SUPPLIED MATERIAL:
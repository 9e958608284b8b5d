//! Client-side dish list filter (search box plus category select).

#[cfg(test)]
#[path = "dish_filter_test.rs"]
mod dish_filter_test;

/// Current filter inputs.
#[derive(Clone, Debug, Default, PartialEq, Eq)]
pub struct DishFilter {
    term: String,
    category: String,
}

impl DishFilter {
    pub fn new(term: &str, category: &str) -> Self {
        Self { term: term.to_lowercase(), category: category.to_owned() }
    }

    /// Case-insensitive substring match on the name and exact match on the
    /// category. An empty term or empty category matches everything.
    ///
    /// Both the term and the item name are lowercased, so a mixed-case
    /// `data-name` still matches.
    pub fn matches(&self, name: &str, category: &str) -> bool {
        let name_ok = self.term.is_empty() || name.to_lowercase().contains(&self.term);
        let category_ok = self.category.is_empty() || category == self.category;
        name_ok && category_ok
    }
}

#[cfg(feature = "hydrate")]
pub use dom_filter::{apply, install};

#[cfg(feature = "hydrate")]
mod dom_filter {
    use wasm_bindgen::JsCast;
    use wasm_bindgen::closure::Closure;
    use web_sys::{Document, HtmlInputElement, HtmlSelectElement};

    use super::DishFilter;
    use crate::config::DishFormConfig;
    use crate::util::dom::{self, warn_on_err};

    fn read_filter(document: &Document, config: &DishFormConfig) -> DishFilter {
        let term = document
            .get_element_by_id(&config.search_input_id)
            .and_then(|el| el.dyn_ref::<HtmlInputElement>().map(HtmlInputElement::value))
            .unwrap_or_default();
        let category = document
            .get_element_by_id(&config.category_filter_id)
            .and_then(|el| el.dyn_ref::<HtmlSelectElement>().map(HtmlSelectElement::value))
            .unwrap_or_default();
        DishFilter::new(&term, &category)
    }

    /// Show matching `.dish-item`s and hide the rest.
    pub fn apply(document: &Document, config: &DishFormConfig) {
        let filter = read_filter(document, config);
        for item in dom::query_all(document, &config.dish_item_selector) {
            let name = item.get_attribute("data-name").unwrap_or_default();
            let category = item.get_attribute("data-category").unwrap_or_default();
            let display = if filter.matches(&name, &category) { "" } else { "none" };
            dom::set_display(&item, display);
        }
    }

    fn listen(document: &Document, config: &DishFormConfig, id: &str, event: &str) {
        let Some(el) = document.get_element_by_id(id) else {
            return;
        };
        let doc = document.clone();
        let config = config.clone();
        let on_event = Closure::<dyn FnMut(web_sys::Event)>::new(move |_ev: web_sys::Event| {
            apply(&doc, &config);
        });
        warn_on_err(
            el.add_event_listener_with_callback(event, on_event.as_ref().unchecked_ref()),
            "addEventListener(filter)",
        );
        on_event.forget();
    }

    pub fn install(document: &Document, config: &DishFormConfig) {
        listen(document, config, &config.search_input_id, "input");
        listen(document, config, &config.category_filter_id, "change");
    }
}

WHAT IS NEEDED: Whichever lines of the records above hold the word "Closure" should all be copied out.

TASK OUTPUT:
    use wasm_bindgen::closure::Closure;
        let on_event = Closure::<dyn FnMut(web_sys::Event)>::new(move |_ev: web_sys::Event| {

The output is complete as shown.